─── Dataset excerpts

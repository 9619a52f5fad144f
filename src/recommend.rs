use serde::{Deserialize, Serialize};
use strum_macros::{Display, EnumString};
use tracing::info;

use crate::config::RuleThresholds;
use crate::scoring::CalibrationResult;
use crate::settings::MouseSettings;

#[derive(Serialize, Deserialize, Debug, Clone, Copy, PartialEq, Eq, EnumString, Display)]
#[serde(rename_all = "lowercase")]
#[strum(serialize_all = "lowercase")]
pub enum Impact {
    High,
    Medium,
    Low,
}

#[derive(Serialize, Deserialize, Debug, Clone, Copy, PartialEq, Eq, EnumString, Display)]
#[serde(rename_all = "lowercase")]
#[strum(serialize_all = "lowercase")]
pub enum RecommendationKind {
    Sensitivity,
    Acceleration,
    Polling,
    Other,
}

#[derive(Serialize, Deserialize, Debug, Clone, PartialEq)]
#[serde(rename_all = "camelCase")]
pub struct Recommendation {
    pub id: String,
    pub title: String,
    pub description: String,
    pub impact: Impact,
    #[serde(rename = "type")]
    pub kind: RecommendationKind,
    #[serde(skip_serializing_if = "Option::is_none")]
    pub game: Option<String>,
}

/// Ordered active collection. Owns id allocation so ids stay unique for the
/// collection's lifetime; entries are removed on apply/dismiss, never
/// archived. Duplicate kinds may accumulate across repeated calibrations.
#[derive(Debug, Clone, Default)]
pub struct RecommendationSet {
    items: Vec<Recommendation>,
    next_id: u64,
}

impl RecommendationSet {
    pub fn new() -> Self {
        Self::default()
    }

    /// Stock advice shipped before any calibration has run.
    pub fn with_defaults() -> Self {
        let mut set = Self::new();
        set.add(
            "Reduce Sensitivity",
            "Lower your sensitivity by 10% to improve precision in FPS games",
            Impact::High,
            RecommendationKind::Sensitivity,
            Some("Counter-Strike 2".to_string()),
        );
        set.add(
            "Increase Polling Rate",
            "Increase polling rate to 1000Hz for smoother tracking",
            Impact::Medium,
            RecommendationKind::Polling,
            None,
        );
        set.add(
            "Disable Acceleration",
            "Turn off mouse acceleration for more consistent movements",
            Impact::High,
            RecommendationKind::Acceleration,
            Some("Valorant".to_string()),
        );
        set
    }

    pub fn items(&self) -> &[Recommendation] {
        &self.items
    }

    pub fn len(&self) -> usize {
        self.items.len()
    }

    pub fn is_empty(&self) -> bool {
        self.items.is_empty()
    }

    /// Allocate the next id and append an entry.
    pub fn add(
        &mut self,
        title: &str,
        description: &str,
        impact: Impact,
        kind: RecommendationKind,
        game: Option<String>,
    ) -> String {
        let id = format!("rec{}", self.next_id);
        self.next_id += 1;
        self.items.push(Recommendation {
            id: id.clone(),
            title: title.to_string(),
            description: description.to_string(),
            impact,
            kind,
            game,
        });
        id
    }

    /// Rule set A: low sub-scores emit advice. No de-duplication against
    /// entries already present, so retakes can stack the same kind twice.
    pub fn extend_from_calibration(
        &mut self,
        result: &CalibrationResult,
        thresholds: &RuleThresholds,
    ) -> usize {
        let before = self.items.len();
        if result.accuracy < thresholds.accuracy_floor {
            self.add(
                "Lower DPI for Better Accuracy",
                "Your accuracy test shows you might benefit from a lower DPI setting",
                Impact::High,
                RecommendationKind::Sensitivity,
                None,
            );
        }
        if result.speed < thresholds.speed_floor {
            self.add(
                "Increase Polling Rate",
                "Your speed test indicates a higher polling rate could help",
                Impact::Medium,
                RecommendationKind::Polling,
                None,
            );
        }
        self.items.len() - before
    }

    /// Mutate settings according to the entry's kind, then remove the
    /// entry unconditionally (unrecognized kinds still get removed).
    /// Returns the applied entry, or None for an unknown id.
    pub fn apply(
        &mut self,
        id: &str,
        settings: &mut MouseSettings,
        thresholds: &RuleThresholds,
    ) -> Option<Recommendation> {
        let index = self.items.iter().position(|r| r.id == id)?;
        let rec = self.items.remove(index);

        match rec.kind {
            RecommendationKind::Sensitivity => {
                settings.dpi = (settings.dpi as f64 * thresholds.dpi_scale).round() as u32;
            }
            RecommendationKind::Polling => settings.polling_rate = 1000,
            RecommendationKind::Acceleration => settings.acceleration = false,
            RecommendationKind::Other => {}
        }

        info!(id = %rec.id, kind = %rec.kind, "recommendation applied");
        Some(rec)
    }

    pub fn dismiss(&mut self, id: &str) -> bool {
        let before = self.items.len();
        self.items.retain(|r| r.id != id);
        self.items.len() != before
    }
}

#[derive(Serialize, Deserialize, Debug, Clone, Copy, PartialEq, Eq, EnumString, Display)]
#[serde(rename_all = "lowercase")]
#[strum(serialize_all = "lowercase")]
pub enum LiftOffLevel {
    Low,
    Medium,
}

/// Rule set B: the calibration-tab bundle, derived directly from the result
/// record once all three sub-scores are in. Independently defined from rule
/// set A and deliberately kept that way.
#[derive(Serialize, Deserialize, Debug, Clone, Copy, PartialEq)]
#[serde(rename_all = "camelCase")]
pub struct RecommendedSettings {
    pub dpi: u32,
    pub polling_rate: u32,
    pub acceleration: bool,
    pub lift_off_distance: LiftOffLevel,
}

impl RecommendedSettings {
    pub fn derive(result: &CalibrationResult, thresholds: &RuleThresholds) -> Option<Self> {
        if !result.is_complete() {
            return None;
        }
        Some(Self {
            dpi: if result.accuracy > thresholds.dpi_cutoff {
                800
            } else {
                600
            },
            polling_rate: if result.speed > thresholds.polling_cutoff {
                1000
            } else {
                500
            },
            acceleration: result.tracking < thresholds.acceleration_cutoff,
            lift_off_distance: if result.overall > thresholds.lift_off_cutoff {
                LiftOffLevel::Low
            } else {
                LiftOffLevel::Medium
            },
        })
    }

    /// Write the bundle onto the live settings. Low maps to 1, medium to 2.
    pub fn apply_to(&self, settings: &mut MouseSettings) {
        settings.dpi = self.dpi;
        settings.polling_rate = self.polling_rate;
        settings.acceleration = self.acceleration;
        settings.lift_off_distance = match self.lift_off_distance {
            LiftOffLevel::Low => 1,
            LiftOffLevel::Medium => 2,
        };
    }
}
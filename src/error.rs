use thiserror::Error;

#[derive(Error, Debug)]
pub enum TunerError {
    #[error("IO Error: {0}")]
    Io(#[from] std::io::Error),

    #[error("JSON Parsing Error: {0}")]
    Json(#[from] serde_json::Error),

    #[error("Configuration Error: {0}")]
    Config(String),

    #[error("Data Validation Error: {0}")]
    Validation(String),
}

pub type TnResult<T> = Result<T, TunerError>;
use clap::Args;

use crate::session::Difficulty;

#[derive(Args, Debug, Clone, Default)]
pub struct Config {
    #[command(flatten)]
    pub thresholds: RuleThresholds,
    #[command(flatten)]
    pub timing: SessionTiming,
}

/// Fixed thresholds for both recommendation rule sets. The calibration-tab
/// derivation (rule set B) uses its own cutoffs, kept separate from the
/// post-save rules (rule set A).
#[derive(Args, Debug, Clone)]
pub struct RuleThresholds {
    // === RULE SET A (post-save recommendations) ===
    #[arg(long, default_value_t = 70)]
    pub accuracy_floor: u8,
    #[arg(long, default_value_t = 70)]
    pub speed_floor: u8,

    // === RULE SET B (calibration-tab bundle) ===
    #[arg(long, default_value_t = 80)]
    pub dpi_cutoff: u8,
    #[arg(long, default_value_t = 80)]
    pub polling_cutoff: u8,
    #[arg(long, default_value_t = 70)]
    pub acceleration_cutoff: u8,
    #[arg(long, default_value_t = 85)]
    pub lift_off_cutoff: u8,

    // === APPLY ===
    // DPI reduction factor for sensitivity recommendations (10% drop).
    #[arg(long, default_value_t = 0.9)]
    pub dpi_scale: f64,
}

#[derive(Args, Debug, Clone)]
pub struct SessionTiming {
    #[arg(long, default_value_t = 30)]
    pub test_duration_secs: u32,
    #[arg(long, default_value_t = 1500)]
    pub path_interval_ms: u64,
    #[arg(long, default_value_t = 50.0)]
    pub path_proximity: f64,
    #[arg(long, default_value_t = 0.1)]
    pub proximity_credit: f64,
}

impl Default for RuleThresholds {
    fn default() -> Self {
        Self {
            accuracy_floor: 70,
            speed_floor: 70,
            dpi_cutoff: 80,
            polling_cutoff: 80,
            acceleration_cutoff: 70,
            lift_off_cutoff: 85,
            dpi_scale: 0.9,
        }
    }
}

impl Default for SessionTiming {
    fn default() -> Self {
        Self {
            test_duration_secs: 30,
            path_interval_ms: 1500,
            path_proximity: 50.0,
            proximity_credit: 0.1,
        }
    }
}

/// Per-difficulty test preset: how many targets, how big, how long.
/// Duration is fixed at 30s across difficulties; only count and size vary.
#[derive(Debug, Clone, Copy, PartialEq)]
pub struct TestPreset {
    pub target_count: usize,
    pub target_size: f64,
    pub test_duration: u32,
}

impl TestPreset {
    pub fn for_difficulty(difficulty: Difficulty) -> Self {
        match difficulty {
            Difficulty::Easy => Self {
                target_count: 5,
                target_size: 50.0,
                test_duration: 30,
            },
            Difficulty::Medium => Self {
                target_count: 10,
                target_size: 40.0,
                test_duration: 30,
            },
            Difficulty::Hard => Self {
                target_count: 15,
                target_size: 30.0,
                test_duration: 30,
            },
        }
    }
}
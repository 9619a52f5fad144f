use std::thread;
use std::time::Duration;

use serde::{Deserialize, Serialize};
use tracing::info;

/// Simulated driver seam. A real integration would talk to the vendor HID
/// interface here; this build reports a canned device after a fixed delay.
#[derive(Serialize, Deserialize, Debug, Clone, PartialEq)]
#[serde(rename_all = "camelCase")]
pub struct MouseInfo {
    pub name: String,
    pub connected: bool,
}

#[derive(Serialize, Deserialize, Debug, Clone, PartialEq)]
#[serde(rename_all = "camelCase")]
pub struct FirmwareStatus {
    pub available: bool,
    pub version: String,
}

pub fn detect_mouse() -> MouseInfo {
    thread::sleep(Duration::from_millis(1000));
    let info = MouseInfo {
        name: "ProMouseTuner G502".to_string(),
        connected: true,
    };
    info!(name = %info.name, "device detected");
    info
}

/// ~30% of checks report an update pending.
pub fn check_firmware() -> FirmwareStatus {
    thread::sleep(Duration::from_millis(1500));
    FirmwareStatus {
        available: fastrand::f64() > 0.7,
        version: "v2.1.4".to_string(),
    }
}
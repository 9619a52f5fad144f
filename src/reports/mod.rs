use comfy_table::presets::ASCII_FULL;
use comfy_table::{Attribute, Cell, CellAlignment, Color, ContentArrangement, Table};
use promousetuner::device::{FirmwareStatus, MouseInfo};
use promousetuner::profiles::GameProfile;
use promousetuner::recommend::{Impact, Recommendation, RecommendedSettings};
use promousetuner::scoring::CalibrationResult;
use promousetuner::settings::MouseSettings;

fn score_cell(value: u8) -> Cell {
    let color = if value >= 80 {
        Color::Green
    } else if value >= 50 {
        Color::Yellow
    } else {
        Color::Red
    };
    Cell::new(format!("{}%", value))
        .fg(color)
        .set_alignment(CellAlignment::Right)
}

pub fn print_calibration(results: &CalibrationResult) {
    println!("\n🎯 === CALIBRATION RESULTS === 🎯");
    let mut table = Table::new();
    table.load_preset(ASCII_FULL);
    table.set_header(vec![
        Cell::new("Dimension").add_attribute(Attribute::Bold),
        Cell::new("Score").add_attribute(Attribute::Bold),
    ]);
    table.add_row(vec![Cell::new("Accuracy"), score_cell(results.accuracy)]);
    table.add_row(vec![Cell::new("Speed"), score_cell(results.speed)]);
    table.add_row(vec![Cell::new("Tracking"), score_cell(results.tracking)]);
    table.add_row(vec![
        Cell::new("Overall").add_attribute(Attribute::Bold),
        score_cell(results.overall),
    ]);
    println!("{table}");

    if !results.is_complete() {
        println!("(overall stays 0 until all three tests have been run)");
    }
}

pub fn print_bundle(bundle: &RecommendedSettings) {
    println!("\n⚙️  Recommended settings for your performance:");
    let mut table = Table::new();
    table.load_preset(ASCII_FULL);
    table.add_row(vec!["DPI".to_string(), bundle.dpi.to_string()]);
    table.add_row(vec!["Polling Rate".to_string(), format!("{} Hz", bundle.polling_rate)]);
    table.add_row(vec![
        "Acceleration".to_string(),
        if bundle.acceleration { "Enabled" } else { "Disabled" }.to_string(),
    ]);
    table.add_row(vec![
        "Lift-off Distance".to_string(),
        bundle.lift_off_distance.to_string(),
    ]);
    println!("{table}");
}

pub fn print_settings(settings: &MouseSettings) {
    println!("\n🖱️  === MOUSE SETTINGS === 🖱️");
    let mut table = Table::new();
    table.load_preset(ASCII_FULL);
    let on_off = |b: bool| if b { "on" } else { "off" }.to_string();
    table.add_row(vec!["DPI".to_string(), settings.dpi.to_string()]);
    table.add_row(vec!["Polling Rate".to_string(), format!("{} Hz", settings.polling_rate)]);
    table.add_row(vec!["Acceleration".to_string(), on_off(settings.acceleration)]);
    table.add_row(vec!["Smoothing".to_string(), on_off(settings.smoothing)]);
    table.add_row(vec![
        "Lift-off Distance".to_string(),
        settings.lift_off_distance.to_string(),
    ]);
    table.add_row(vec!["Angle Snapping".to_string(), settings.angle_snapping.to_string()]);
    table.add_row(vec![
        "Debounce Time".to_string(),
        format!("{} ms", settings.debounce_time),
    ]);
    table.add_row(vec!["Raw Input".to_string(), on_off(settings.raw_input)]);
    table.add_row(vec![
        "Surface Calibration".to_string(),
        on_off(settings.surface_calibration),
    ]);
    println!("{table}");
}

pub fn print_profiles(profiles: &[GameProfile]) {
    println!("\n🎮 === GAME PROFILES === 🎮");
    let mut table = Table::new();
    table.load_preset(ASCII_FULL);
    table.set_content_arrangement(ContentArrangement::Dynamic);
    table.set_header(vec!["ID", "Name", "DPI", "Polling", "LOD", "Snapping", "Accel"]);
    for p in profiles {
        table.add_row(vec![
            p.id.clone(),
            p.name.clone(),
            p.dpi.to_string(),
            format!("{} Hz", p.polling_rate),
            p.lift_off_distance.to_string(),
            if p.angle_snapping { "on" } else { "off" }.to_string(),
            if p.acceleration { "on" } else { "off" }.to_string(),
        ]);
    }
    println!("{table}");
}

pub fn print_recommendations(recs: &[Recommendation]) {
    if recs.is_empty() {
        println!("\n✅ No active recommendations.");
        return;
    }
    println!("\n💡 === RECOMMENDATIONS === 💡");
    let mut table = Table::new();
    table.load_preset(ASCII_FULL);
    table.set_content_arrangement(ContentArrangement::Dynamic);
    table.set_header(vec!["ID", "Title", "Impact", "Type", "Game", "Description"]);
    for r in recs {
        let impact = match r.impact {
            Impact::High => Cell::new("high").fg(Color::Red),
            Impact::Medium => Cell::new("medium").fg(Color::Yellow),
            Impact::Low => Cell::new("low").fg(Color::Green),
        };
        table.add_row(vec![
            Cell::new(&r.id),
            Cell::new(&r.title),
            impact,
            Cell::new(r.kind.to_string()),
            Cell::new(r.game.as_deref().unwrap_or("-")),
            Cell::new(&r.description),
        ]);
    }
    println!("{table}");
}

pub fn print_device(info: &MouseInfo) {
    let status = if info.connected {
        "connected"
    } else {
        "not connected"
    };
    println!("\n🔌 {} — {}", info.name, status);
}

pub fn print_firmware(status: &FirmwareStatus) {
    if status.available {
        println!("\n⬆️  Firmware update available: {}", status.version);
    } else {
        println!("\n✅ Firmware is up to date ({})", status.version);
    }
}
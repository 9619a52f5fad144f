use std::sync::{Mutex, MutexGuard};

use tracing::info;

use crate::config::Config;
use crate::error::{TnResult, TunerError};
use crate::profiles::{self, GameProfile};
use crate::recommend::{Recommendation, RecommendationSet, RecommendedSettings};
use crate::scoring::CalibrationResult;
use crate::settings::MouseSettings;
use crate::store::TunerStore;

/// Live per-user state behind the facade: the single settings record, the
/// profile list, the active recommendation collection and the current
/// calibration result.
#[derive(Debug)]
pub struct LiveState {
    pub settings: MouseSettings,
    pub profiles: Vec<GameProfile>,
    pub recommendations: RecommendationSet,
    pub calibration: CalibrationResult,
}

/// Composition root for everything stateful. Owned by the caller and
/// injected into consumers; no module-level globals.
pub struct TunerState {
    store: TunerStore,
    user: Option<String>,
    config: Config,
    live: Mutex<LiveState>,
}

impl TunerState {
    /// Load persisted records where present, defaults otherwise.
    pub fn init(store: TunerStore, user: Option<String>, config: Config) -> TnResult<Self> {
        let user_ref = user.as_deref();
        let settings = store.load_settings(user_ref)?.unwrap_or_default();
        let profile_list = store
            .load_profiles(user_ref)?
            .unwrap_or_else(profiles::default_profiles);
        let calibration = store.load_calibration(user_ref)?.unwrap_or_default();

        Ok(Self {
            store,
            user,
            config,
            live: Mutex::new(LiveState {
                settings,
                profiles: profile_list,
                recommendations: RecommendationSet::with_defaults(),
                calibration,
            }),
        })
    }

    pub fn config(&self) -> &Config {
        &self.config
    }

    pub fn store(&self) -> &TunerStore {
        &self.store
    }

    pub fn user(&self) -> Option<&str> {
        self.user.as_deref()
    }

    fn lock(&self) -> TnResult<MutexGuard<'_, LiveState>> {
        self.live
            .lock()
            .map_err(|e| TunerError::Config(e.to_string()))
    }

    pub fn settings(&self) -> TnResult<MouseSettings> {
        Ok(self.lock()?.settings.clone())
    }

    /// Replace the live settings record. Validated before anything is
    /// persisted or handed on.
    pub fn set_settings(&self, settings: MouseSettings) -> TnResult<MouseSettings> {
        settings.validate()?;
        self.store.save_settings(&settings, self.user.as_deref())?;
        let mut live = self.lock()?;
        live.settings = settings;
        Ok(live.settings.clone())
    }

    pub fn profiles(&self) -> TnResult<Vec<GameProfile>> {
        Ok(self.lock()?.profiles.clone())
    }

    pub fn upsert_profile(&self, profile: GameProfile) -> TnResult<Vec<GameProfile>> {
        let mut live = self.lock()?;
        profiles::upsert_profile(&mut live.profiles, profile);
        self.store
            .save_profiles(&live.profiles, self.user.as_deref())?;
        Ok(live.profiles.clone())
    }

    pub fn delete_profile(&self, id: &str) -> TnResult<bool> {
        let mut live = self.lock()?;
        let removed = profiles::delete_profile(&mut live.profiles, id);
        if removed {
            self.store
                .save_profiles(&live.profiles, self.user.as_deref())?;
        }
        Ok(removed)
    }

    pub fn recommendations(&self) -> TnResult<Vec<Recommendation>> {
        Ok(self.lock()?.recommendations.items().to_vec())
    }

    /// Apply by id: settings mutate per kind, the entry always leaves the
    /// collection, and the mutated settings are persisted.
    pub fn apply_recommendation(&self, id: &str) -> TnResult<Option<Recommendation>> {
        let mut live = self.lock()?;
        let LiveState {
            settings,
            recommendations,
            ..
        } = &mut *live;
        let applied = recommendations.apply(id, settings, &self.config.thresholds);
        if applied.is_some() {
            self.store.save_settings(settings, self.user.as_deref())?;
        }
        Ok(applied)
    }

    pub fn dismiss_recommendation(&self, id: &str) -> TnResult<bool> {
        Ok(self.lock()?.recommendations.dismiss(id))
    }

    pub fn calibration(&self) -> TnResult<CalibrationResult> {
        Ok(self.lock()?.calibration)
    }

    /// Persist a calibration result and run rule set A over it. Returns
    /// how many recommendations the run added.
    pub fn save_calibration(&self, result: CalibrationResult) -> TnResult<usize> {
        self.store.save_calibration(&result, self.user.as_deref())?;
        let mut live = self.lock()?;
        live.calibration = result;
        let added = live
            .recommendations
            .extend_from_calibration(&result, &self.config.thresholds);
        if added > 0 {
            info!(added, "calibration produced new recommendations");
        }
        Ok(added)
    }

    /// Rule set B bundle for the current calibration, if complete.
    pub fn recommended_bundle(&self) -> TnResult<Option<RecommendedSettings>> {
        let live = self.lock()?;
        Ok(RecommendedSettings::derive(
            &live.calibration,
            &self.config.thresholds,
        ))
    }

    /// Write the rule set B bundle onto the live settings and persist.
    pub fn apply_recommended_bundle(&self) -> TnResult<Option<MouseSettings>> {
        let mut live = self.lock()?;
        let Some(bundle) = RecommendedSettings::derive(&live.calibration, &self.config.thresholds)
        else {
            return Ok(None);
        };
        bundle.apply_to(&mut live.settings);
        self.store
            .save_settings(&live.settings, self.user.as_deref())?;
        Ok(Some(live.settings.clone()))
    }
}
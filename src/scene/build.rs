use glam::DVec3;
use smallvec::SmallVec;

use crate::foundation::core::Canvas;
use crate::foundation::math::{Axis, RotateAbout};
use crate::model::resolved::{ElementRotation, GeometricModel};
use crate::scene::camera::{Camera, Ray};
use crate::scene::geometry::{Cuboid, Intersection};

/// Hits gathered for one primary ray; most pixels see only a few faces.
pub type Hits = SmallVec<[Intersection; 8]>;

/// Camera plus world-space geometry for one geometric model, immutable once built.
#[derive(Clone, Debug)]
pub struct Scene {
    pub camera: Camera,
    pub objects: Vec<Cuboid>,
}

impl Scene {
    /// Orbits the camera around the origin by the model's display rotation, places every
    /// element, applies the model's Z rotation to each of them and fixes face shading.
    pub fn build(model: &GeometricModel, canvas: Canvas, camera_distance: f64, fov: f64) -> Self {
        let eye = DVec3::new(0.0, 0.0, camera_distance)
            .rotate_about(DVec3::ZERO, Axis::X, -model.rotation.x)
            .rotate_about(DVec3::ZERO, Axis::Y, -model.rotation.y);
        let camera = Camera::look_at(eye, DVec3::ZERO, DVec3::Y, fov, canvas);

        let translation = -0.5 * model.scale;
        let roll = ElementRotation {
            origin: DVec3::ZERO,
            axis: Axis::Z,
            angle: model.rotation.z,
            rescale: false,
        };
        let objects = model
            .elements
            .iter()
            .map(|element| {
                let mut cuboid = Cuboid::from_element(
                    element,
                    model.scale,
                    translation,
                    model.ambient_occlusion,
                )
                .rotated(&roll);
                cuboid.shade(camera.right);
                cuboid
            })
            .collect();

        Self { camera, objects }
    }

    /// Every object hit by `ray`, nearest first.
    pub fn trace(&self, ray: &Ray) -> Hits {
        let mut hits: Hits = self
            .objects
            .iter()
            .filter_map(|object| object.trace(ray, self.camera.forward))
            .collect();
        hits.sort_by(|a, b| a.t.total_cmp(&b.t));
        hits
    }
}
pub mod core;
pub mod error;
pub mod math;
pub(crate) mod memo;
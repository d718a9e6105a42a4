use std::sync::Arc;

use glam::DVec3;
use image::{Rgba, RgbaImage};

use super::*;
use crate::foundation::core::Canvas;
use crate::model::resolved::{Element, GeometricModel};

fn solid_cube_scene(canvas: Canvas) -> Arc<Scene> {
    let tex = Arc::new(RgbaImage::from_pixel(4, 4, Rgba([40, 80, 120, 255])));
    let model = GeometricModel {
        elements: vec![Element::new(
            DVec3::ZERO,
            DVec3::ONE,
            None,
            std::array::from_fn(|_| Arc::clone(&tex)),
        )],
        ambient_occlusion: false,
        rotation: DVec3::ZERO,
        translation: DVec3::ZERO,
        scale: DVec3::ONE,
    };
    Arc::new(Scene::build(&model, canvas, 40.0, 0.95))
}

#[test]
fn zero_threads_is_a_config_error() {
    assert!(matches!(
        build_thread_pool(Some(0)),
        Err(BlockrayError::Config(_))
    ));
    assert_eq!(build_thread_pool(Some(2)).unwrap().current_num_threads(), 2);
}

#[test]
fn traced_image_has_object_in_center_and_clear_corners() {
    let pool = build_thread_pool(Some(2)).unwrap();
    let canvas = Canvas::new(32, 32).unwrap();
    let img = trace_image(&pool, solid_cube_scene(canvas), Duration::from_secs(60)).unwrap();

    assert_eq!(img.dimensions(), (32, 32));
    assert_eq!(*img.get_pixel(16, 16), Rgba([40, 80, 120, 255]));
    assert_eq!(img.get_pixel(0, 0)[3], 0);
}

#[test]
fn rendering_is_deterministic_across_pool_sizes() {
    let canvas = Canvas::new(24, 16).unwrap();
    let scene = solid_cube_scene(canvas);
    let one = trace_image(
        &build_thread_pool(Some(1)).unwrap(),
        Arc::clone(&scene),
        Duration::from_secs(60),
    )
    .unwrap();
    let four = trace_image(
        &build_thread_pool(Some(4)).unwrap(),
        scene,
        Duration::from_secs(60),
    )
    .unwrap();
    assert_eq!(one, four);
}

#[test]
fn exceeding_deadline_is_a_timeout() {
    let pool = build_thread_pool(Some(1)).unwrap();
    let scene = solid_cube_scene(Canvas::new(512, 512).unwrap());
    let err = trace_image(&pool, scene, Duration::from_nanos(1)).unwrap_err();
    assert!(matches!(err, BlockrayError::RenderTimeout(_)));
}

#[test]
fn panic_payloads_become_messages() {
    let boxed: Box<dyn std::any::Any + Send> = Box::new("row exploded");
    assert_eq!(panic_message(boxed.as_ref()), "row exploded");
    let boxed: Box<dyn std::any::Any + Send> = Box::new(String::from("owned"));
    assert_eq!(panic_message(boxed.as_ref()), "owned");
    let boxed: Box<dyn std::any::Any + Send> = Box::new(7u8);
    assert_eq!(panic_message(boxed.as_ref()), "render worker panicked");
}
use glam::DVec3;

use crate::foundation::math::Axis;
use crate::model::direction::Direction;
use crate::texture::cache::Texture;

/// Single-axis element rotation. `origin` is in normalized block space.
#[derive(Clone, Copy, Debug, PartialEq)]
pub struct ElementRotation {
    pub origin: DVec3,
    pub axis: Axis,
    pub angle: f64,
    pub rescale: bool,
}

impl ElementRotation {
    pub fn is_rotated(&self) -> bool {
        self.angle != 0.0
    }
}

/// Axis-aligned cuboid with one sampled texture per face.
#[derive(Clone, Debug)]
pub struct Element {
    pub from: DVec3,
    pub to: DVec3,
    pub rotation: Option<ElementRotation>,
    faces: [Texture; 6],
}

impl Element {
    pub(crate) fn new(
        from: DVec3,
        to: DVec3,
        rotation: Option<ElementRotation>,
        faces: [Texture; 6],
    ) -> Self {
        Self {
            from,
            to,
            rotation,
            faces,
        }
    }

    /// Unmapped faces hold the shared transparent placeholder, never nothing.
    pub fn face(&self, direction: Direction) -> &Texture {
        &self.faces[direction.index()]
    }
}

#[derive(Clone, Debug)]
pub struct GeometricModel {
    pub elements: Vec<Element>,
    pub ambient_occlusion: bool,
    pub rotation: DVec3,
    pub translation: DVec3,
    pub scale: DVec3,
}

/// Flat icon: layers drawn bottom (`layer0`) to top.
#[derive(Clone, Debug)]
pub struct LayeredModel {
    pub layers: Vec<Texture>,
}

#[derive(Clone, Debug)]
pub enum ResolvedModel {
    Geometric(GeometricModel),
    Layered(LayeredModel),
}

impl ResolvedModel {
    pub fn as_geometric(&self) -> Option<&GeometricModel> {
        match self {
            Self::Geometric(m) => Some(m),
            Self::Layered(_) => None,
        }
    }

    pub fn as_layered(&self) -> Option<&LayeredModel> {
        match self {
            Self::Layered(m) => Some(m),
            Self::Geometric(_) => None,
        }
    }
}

──────

**Work required**
Copy out the data above word for word, starting at its first line and ending with the line that contains "calibration has run.".

**Solution to this task**
repository 9619a52f5fad144f
filename src/recommend.rs
use serde::{Deserialize, Serialize};
use strum_macros::{Display, EnumString};
use tracing::info;

use crate::config::RuleThresholds;
use crate::scoring::CalibrationResult;
use crate::settings::MouseSettings;

#[derive(Serialize, Deserialize, Debug, Clone, Copy, PartialEq, Eq, EnumString, Display)]
#[serde(rename_all = "lowercase")]
#[strum(serialize_all = "lowercase")]
pub enum Impact {
    High,
    Medium,
    Low,
}

#[derive(Serialize, Deserialize, Debug, Clone, Copy, PartialEq, Eq, EnumString, Display)]
#[serde(rename_all = "lowercase")]
#[strum(serialize_all = "lowercase")]
pub enum RecommendationKind {
    Sensitivity,
    Acceleration,
    Polling,
    Other,
}

#[derive(Serialize, Deserialize, Debug, Clone, PartialEq)]
#[serde(rename_all = "camelCase")]
pub struct Recommendation {
    pub id: String,
    pub title: String,
    pub description: String,
    pub impact: Impact,
    #[serde(rename = "type")]
    pub kind: RecommendationKind,
    #[serde(skip_serializing_if = "Option::is_none")]
    pub game: Option<String>,
}

/// Ordered active collection. Owns id allocation so ids stay unique for the
/// collection's lifetime; entries are removed on apply/dismiss, never
/// archived. Duplicate kinds may accumulate across repeated calibrations.
#[derive(Debug, Clone, Default)]
pub struct RecommendationSet {
    items: Vec<Recommendation>,
    next_id: u64,
}

impl RecommendationSet {
    pub fn new() -> Self {
        Self::default()
    }

    /// Stock advice shipped before any calibration has run.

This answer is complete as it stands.